Centre of decent thought
He wanted them to think of that hall as the centre of decent thought in that community; that in that place there would be people trying not only to think for themselves but to induce the young to grow up with a decent outlook on life. He wanted them also to believe that women had a very important function in life to perform outside their homes. More and more women were coming into the government of the community. Men had been trying for a long time to keep them out of it. The people most determined to keep women out of local government or any kind of government, were the stupidest people in the community. There were men in the Rural Council of Axminster whose heads were made of solid bone, and they were the most determined people to keep women out of local government. He urged them to get women on as many of the Housing Committees in Devon as possible.
The nation that grew up in the doctrine that it need not do anything for itself, but must just sit down and wait for other people to do things for it, was not only a dead nation, but a damned nation. This nation, like any other great nation, had reached its high position in the world through the spirit and strength of its people, and through the determination of its people to do things for themselves. Every nation in the world that had collpased, had collapsed because its people would no longer do things for themselves. That, he suggested, was the great evil of our day. It was people like them, meeting in a Society like the Women’s Institute, who would oppose that evil, and, if they were suffuciently determined, overcome it.
Congratulations
Lady Carew Pole, declaring the Hall open, said she felt that no praise was sufficient for the officials and members of the Institute. She congratulated all who had helped towards erecting the Hall, which would mean so much not only to themselves, but also the next generation. In that hall they could have their amusements, their meetings and discussions. So much msiunderstanding was due to not having discussions and hearing all points of view. In getting the hall erected, they had done a big thing. In these days, when there was so much red tape surrounding their daily lives, to be able to cut through it, as they had done, was indeed a great achievement.

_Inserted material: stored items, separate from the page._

//! Element lifecycle through the session API

use crate::support::{session, upload, MockRenderer, PANEL};
use garmentkit_core::{CustomizerError, Zone};
use garmentkit_designer::{
    CustomizerSession, DesignId, ElementProperty, ImageRef, ImageStatus, PointerEvent,
    PreviewItem, UploadedImage,
};
use garmentkit_settings::Config;
use std::cell::RefCell;
use std::rc::Rc;
use std::time::{Duration, Instant};

#[test]
fn test_delete_selected_clears_selection_first() {
    let (mut session, _) = session();
    let id = session.image_uploaded(upload(100, 100)).unwrap();
    let changes = Rc::new(RefCell::new(Vec::new()));
    session.on_selection_changed({
        let changes = Rc::clone(&changes);
        move |c| changes.borrow_mut().push(c)
    });

    assert!(session.delete_element(id));
    assert_eq!(session.selected_id(), None);
    assert!(session.store().list_by_zone(Zone::Front).is_empty());
    assert_eq!(changes.borrow().len(), 1);
    assert_eq!(changes.borrow()[0].previous, Some(id));
    // second delete is a stale no-op
    assert!(!session.delete_element(id));
}

#[test]
fn test_same_upload_twice_selects_existing() {
    let (mut session, _) = session();
    let first = upload(100, 100);
    let a = session.image_uploaded(first.clone()).unwrap();
    session.select(None);
    let b = session.image_uploaded(first).unwrap();
    assert_eq!(a, b);
    assert_eq!(session.selected_id(), Some(a));
    assert_eq!(session.store().len(), 1);
}

#[test]
fn test_same_image_in_another_zone_is_a_new_element() {
    let (mut session, _) = session();
    let image = upload(100, 100);
    let a = session.image_uploaded(image.clone()).unwrap();
    session.switch_zone("back").unwrap();
    let b = session.image_uploaded(image).unwrap();
    assert_ne!(a, b);
    assert_eq!(session.store().zone_of(b), Some(Zone::Back));
}

#[test]
fn test_duplicate_is_offset_and_selected() {
    let (mut session, _) = session();
    let id = session.image_uploaded(upload(100, 100)).unwrap();
    let copy = session.duplicate_element(id).unwrap();

    assert_eq!(session.selected_id(), Some(copy));
    let (src, dup) = (
        session.store().get(id).unwrap(),
        session.store().get(copy).unwrap(),
    );
    assert_eq!(dup.name, "art.png (copy)");
    assert!(dup.image.ptr_eq(&src.image));
    assert!((dup.position.x - src.position.x - 0.04).abs() < 1e-12);
    let order: Vec<_> = session.summaries(Zone::Front).iter().map(|s| s.id).collect();
    assert_eq!(order, vec![id, copy]);
}

#[test]
fn test_switch_zone_deselects_foreign_element() {
    let (mut session, _) = session();
    let id = session.image_uploaded(upload(100, 100)).unwrap();
    session.switch_zone("left").unwrap();
    assert_eq!(session.current_zone(), Zone::Left);
    assert_eq!(session.selected_id(), None);
    assert!(session.store().contains(id));

    let err = session.switch_zone("collar").unwrap_err();
    assert!(matches!(err, CustomizerError::UnknownZone(_)));
    assert_eq!(session.current_zone(), Zone::Left);
}

#[test]
fn test_switch_zone_mid_gesture_resets_interaction() {
    let (mut session, _) = session();
    session.image_uploaded(upload(100, 100)).unwrap();
    session.pointer_down(PointerEvent::new(1, 200.0, 350.0));
    assert!(session.interaction().is_dragging());
    session.switch_zone("back").unwrap();
    assert!(!session.interaction().is_dragging());
    assert!(!session.scheduler().gesture_active());
}

#[test]
fn test_clear_zone_leaves_other_zones() {
    let (mut session, _) = session();
    session.image_uploaded(upload(100, 100)).unwrap();
    session.image_uploaded(upload(50, 80)).unwrap();
    session.switch_zone("right").unwrap();
    let kept = session.image_uploaded(upload(20, 20)).unwrap();

    assert_eq!(session.clear_zone("front").unwrap(), 2);
    assert_eq!(session.store().len(), 1);
    assert_eq!(session.selected_id(), Some(kept));
    assert!(session.clear_zone("hood").is_err());
}

#[test]
fn test_list_elements_reports_state() {
    let (mut session, _) = session();
    let a = session.image_uploaded(upload(100, 100)).unwrap();
    let b = session.image_uploaded(upload(60, 30)).unwrap();
    session.set_element_property(a, "opacity", "45.6").unwrap();

    let list = session.list_elements("front").unwrap();
    assert_eq!(list.len(), 2);
    assert_eq!(list[0].id, a);
    assert_eq!(list[0].opacity, 46);
    assert!(!list[0].selected);
    assert_eq!(list[1].id, b);
    assert!(list[1].selected);
    assert_eq!(list[1].image_status, ImageStatus::Ready);
    assert!(session.list_elements("back").unwrap().is_empty());
}

#[test]
fn test_property_edits_are_validated() {
    let (mut session, _) = session();
    let id = session.image_uploaded(upload(100, 100)).unwrap();

    assert!(matches!(
        session.set_element_property(id, "glitter", "1"),
        Err(CustomizerError::UnknownProperty(_))
    ));
    assert!(session.set_element_property(id, "scale", "big").is_err());
    assert!(session.set_element_property(id, "rotation", "NaN").is_err());

    session.set_element_property(id, "rotation", "-90").unwrap();
    session.set_element_property(id, "scale", "12").unwrap();
    session.set_element_property(id, "blend", "on").unwrap();
    session.set_element_property(id, "name", "  Logo ").unwrap();
    let e = session.store().get(id).unwrap();
    assert_eq!(e.rotation, 270.0);
    // 100px art in the front zone fits up to 2.5x, below the configured 3.0
    assert!((e.scale - 2.5).abs() < 1e-9, "{}", e.scale);
    assert!(e.flags.fabric_blend);
    assert_eq!(e.name, "Logo");

    assert!(!session.apply_property(DesignId(404), ElementProperty::Opacity(5)));
}

#[test]
fn test_position_edit_is_clamped() {
    let (mut session, _) = session();
    let id = session.image_uploaded(upload(100, 100)).unwrap();
    session.set_element_property(id, "x", "-5").unwrap();
    let e = session.store().get(id).unwrap();
    let rect = session.store().rules().layout.printable(Zone::Front);
    assert!((e.position.x - (rect.min_u + e.half_extent.0)).abs() < 1e-12);
}

#[test]
fn test_scale_edit_keeps_element_inside_zone() {
    let (mut session, _) = session();
    let id = session.image_uploaded(upload(100, 100)).unwrap();
    session.set_element_property(id, "scale", "3.0").unwrap();

    let e = session.store().get(id).unwrap();
    let rect = session.store().rules().layout.printable(Zone::Front);
    let (hu, hv) = e.half_extent;
    assert!((e.scale - 2.5).abs() < 1e-9, "{}", e.scale);
    assert!(e.position.x - hu >= rect.min_u - 1e-9);
    assert!(e.position.x + hu <= rect.max_u + 1e-9);
    assert!(e.position.y - hv >= rect.min_v - 1e-9);
    assert!(e.position.y + hv <= rect.max_v + 1e-9);
}

#[test]
fn test_preview_sink_receives_projection() {
    let (mut session, _) = session();
    let seen: Rc<RefCell<Vec<(Zone, Vec<PreviewItem>)>>> = Rc::default();
    session.set_preview_sink(Box::new({
        let seen = Rc::clone(&seen);
        move |zone: Zone, items: &[PreviewItem]| seen.borrow_mut().push((zone, items.to_vec()))
    }));
    let id = session.image_uploaded(upload(100, 100)).unwrap();
    session.tick(Instant::now());

    let seen = seen.borrow();
    let (zone, items) = seen.last().unwrap();
    assert_eq!(*zone, Zone::Front);
    assert_eq!(items.len(), 1);
    assert_eq!(items[0].id, id);
    assert!(items[0].selected);
    assert!((items[0].center.x - 200.0).abs() < 1e-9);
    assert!((items[0].center.y - 350.0).abs() < 1e-9);
    assert!((items[0].width - items[0].height).abs() < 1e-9);
}

#[test]
fn test_preview_requires_panel() {
    let (renderer, _) = MockRenderer::new();
    let session = CustomizerSession::new(Box::new(renderer));
    assert!(session.preview(Zone::Front).is_err());
}

#[test]
fn test_invalid_config_falls_back_to_defaults() {
    let mut config = Config::default();
    config.interaction.min_scale = -1.0;
    let (renderer, _) = MockRenderer::new();
    let session = CustomizerSession::from_config(&config, Box::new(renderer));
    assert_eq!(session.store().rules().min_scale, 0.1);
}

#[test]
fn test_config_debounce_is_honoured() {
    let mut config = Config::default();
    config.scheduling.bake_debounce_ms = 50;
    let (renderer, _) = MockRenderer::new();
    let mut session = CustomizerSession::from_config(&config, Box::new(renderer));
    session.set_panel_rect(PANEL);
    assert_eq!(session.scheduler().debounce(), Duration::from_millis(50));

    let id = session.image_uploaded(upload(100, 100)).unwrap();
    let t0 = Instant::now();
    session.tick(t0).unwrap();
    let center = session.preview(Zone::Front).unwrap()[0].center;
    session.wheel(center, 1.0, t0);
    assert!(session.tick(t0 + Duration::from_millis(49)).is_none());
    assert!(session.tick(t0 + Duration::from_millis(50)).is_some());
    assert!(session.store().get(id).unwrap().scale < 1.5);
}

#[test]
fn test_upload_without_dimensions_is_rejected() {
    let (mut session, _) = session();
    let upload = UploadedImage {
        image: ImageRef::pending(),
        natural_width: 0,
        natural_height: 10,
        file_name: Some("empty.png".into()),
    };
    assert_eq!(session.image_uploaded(upload), None);
    assert!(session.store().is_empty());
}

Don’t forget, your country at the moment is at stake,” she said,”and we have as individuals to do our bit so that we shall be able to carry on and be the first country, as we always have been, in the world, which has only been achieved by the individual exertions of all our predecessors.”
A vote of thanks to Mr St. John Ervine was proposed by Mrs. Greenhalge (hon. secretary) and seconded by Mrs. Sydenham (vice-president). Lady Carew Pole was thanked by Mrs Train (hon. treasurer), seconded by Mrs. Maeer ( a Committe member).
Greetings from the Devon Federation of Women’s Institutes were brought by Miss Gosney, vice-chairman of the County Executive.